▸ **ASSIGNED TASK**
Each line below from the one containing "let position = portfolio" through the one containing "controller reports a" is to be given again exactly, and no line outside that span.

(Collected data)
····················
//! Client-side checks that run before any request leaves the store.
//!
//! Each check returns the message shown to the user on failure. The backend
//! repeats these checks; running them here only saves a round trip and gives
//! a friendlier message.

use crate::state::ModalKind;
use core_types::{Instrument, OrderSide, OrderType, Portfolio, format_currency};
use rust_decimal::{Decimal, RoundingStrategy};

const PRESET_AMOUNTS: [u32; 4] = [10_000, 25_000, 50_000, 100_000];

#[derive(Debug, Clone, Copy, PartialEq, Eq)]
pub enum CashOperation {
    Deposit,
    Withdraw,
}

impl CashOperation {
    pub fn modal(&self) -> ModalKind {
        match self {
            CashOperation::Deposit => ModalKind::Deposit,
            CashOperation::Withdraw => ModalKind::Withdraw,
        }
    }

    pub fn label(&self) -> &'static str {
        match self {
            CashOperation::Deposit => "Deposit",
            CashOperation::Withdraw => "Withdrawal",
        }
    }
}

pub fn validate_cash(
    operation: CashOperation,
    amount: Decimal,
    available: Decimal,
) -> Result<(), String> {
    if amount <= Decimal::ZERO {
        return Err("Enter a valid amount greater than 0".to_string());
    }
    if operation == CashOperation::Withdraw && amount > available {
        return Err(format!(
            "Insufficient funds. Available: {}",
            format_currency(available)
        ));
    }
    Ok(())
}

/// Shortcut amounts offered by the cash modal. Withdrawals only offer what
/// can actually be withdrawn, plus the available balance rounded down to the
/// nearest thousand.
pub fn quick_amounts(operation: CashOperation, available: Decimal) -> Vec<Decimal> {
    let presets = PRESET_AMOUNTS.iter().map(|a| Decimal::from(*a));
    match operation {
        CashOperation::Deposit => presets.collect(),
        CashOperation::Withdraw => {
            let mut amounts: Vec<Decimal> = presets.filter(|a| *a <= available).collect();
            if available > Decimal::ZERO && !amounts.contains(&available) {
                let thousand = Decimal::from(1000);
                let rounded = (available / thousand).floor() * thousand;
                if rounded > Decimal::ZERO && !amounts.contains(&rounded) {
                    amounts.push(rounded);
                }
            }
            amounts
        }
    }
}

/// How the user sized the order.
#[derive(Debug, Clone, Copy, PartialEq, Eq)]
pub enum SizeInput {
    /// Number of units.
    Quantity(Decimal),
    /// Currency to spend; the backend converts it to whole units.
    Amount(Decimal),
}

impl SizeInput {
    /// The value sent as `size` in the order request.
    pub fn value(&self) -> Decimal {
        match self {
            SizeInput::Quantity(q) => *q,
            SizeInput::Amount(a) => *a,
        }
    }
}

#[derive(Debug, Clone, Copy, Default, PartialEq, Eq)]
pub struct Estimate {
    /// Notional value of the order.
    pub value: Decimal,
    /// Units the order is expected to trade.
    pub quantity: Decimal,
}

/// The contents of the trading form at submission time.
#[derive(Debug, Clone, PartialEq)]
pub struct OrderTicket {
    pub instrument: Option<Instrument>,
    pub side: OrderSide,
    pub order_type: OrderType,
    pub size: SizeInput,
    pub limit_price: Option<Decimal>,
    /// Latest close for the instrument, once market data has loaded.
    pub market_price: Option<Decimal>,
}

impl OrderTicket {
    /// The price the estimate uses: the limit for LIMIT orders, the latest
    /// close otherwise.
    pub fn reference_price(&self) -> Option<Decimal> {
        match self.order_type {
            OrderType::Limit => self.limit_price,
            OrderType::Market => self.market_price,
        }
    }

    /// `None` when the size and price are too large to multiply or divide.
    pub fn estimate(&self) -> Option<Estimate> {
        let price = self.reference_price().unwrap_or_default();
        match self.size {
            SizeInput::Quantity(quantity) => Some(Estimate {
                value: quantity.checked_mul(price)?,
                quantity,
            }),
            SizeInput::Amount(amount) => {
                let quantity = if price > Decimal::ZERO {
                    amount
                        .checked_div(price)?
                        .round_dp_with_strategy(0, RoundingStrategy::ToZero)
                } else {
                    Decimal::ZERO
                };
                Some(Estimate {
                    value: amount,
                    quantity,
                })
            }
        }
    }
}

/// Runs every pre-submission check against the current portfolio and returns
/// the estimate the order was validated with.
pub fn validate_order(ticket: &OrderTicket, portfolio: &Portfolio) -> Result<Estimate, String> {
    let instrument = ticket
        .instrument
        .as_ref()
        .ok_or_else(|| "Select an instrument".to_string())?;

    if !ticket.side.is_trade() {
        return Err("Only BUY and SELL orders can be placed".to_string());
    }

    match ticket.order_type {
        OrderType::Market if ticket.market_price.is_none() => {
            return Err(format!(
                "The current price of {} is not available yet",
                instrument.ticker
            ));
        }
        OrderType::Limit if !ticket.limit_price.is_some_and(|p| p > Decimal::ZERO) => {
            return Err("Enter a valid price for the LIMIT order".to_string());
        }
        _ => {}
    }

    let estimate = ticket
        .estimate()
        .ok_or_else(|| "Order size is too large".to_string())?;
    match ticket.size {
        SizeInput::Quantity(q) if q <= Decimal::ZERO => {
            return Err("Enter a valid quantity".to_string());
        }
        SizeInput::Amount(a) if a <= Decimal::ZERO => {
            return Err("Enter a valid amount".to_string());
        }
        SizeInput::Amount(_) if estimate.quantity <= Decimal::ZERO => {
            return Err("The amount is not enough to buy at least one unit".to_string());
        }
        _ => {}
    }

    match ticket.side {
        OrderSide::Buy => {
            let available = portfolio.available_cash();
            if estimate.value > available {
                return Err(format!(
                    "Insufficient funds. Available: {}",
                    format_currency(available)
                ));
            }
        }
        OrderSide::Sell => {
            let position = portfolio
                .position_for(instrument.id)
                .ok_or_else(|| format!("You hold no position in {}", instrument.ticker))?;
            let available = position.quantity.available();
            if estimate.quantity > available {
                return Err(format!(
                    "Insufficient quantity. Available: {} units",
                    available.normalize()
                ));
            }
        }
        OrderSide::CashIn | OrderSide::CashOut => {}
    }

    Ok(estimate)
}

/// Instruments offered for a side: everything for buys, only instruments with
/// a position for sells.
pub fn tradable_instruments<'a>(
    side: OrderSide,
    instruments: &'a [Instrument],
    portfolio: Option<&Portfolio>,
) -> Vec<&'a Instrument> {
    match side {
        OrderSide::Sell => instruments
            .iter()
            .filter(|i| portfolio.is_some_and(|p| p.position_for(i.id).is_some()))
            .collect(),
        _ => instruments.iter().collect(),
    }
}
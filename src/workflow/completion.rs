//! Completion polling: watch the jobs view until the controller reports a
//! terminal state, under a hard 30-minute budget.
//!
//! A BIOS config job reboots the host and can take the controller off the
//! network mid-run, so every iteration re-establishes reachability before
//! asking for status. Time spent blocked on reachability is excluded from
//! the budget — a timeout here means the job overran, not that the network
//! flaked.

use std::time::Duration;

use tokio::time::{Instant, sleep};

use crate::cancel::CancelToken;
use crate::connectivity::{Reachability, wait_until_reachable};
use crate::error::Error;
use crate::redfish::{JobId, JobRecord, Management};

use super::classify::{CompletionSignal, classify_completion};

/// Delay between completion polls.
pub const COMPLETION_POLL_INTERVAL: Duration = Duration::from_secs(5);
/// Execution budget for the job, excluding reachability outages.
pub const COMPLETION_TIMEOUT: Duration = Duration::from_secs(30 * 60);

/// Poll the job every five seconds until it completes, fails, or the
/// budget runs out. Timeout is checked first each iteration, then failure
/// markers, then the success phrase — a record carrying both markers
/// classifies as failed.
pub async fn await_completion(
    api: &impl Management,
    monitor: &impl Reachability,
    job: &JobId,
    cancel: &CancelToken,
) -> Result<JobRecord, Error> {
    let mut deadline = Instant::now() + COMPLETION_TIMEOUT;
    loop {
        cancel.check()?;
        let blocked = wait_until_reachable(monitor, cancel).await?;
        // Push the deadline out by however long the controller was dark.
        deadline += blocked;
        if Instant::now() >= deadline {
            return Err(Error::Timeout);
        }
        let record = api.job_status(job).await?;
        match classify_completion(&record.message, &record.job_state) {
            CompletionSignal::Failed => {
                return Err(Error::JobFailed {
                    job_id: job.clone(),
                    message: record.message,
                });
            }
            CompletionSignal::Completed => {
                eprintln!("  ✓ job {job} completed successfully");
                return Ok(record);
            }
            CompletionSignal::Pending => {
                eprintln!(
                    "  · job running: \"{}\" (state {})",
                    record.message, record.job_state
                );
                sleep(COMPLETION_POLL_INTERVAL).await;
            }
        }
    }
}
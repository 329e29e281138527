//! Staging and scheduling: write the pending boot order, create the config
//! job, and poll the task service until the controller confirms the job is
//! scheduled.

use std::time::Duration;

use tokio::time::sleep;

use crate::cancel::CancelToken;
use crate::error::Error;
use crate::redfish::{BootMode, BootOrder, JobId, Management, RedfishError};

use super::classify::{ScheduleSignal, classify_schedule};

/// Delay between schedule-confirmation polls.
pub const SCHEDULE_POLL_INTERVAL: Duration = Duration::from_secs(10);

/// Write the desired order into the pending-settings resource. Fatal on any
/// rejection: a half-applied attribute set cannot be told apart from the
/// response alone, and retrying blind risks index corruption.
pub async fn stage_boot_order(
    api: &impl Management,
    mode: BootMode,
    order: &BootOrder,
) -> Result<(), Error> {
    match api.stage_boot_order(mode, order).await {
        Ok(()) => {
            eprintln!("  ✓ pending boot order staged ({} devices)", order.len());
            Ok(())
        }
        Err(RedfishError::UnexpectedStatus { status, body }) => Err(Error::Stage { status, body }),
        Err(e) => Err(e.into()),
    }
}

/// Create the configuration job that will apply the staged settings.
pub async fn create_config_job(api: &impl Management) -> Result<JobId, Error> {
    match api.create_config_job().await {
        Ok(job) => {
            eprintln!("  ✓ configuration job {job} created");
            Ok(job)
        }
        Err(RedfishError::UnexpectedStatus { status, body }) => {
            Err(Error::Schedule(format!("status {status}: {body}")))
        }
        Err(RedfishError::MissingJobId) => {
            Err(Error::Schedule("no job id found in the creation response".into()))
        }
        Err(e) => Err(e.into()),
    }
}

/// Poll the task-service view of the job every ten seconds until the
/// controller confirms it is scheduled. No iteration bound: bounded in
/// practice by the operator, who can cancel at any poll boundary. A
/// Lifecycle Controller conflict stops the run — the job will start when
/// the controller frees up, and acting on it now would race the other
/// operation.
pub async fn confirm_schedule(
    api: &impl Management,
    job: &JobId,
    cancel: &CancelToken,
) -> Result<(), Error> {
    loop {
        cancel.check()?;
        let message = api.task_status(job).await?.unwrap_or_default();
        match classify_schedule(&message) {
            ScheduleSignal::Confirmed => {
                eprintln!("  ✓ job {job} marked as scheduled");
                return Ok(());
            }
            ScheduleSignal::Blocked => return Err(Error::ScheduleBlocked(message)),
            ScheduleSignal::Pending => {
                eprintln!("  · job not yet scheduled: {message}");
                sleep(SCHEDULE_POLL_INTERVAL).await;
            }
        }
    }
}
····················
▸ **EXERCISE OUTPUT**
            let position = portfolio
                .position_for(instrument.id)
                .ok_or_else(|| format!("You hold no position in {}", instrument.ticker))?;
            let available = position.quantity.available();
            if estimate.quantity > available {
                return Err(format!(
                    "Insufficient quantity. Available: {} units",
                    available.normalize()
                ));
            }
        }
        OrderSide::CashIn | OrderSide::CashOut => {}
    }

    Ok(estimate)
}

/// Instruments offered for a side: everything for buys, only instruments with
/// a position for sells.
pub fn tradable_instruments<'a>(
    side: OrderSide,
    instruments: &'a [Instrument],
    portfolio: Option<&Portfolio>,
) -> Vec<&'a Instrument> {
    match side {
        OrderSide::Sell => instruments
            .iter()
            .filter(|i| portfolio.is_some_and(|p| p.position_for(i.id).is_some()))
            .collect(),
        _ => instruments.iter().collect(),
    }
}
filename src/workflow/completion.rs
//! Completion polling: watch the jobs view until the controller reports a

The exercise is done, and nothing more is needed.